# Task to carry out
A single number is required: how many lines below include the string "that".

── Records to use ──

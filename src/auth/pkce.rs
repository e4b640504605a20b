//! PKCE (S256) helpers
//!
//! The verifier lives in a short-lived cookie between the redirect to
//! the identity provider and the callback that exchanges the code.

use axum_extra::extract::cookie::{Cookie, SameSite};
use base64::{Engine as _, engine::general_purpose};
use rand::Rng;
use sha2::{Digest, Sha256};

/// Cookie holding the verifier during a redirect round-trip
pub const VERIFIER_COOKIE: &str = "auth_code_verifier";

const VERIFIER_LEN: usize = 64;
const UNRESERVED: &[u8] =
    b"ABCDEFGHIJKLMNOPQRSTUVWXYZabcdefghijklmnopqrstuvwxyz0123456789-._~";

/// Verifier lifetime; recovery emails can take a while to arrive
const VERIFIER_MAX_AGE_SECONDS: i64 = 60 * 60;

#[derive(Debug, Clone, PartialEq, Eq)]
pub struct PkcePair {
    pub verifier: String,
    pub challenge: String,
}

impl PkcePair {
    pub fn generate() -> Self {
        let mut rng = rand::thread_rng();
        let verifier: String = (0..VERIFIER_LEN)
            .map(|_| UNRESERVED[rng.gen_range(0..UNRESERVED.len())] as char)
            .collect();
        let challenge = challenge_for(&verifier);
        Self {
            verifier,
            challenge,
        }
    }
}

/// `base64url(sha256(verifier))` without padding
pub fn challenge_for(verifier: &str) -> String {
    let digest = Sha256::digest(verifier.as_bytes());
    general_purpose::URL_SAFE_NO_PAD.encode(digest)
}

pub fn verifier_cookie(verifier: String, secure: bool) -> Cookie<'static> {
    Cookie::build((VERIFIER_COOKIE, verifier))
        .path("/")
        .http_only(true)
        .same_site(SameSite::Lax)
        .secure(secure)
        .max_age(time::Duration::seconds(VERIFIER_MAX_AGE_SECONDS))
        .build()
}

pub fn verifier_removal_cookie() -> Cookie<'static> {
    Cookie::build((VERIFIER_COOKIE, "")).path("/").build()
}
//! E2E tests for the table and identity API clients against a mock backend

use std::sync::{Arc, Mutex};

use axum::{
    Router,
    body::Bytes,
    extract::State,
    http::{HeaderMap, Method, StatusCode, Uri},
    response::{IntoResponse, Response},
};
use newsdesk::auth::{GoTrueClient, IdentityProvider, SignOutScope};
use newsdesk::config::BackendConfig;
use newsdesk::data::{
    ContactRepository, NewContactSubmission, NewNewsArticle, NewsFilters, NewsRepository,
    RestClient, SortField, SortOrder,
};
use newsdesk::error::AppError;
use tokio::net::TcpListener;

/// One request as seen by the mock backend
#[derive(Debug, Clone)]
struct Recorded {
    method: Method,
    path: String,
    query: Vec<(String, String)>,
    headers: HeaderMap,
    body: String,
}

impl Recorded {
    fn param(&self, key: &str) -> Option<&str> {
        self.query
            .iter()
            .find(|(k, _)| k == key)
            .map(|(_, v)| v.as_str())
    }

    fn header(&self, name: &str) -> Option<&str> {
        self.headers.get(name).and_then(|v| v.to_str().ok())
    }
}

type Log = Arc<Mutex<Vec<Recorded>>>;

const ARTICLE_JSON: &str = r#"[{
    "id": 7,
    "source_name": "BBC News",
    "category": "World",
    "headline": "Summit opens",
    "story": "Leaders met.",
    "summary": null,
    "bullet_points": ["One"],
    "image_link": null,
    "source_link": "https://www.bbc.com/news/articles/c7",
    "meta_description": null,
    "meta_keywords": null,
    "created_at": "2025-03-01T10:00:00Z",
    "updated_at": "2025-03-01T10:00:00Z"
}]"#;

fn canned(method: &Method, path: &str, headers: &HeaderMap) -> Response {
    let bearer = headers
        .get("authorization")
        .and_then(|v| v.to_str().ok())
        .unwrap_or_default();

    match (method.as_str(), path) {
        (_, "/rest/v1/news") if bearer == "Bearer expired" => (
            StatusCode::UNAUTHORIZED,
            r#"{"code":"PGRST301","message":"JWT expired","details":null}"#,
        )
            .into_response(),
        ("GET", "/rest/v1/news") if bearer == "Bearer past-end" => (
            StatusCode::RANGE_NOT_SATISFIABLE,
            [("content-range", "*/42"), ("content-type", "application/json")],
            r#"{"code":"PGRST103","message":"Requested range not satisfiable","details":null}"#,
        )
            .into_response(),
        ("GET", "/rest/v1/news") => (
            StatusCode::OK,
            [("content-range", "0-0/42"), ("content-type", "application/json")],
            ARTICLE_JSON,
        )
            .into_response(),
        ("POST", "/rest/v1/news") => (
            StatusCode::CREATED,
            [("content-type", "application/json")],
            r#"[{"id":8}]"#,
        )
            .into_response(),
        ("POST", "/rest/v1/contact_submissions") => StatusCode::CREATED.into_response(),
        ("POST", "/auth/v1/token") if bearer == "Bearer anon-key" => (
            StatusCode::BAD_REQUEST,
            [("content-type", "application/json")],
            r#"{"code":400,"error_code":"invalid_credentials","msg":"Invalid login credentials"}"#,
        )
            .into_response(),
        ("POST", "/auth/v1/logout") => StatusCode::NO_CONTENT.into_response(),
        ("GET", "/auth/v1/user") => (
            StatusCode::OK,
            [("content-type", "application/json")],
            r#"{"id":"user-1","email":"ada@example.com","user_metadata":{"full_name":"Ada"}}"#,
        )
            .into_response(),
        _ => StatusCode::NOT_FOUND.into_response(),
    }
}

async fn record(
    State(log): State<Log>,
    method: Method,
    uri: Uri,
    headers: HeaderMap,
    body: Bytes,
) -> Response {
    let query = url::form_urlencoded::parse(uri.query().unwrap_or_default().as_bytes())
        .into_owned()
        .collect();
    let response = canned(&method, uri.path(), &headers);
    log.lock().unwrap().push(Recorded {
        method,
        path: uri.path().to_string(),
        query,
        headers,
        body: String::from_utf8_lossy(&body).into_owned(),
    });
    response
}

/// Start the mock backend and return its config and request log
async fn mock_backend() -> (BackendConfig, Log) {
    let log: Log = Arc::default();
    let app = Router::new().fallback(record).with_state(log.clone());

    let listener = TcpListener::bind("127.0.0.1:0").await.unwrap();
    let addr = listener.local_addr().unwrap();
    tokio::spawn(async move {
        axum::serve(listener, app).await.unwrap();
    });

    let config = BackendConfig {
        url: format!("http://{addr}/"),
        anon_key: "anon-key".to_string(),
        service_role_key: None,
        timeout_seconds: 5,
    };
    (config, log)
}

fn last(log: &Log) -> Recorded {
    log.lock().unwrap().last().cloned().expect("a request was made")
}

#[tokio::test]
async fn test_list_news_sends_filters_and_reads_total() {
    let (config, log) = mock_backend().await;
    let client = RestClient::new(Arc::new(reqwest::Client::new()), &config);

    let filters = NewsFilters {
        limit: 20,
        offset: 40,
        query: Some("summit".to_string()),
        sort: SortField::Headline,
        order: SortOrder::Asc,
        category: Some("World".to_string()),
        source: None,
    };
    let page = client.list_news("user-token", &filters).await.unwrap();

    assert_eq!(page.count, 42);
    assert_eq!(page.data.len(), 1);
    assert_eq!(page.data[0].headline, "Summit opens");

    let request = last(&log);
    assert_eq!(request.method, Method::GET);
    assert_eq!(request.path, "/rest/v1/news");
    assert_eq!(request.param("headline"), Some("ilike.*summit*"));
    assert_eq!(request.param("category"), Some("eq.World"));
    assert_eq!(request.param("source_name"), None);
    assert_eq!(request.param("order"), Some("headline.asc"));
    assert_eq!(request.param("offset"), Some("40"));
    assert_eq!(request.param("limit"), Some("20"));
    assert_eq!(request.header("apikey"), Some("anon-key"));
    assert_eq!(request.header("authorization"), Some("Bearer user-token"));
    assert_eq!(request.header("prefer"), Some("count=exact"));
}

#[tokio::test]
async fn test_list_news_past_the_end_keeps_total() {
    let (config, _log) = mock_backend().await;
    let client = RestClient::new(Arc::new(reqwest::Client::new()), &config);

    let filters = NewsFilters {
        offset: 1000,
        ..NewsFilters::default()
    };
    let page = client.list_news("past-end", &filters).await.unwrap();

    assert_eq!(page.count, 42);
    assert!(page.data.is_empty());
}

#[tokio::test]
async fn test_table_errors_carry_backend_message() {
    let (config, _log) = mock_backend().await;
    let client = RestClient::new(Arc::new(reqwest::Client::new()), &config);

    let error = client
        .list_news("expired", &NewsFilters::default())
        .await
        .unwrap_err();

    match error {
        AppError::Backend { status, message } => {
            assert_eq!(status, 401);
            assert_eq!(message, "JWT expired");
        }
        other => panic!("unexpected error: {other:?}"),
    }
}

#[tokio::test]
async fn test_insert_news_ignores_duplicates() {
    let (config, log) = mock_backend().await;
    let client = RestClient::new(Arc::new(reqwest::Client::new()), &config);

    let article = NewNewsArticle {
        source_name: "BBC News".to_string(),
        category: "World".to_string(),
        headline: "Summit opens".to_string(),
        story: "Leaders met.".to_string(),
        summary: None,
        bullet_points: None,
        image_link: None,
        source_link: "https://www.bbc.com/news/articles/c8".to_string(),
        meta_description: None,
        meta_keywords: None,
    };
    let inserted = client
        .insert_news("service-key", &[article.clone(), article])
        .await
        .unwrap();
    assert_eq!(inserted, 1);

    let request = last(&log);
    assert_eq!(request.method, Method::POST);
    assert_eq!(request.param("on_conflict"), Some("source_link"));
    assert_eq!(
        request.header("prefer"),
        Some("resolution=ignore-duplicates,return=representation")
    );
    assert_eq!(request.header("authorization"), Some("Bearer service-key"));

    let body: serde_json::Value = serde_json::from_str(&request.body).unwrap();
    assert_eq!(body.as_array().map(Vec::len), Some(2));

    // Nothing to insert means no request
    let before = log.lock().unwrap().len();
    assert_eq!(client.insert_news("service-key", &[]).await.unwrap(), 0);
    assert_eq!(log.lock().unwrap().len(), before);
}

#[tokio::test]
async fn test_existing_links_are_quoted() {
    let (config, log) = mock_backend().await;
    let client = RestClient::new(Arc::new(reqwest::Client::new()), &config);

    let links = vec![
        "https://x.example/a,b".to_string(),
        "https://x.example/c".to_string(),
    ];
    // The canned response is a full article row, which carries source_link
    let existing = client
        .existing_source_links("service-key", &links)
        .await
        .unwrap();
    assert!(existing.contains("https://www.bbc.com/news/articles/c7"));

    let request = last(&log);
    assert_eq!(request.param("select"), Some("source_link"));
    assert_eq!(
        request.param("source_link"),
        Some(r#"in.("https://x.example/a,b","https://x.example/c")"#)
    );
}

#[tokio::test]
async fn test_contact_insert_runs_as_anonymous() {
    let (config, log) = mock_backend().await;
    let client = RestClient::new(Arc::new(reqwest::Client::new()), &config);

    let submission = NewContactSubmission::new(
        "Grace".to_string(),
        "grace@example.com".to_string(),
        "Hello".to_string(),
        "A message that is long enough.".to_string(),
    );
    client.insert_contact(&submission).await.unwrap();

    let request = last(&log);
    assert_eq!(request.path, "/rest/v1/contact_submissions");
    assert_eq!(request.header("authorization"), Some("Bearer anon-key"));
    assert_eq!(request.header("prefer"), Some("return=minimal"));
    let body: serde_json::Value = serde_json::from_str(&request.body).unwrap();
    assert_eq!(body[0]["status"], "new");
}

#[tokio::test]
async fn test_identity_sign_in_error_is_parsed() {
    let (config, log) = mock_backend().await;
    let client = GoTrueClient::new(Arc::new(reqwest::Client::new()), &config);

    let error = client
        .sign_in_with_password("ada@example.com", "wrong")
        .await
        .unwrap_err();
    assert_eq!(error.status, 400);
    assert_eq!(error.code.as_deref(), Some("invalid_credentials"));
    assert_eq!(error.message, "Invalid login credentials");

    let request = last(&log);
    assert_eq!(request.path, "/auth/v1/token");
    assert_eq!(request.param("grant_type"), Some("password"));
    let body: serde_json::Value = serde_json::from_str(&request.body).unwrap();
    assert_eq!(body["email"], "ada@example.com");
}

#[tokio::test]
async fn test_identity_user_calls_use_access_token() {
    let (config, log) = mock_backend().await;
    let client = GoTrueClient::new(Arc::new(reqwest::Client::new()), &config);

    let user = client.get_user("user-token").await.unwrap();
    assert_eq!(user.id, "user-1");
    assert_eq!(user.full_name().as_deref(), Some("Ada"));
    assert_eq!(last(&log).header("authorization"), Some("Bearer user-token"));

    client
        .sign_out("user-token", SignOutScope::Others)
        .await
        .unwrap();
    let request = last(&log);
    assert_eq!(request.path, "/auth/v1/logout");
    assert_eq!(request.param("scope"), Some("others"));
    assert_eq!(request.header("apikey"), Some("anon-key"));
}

───

# Exercise response
2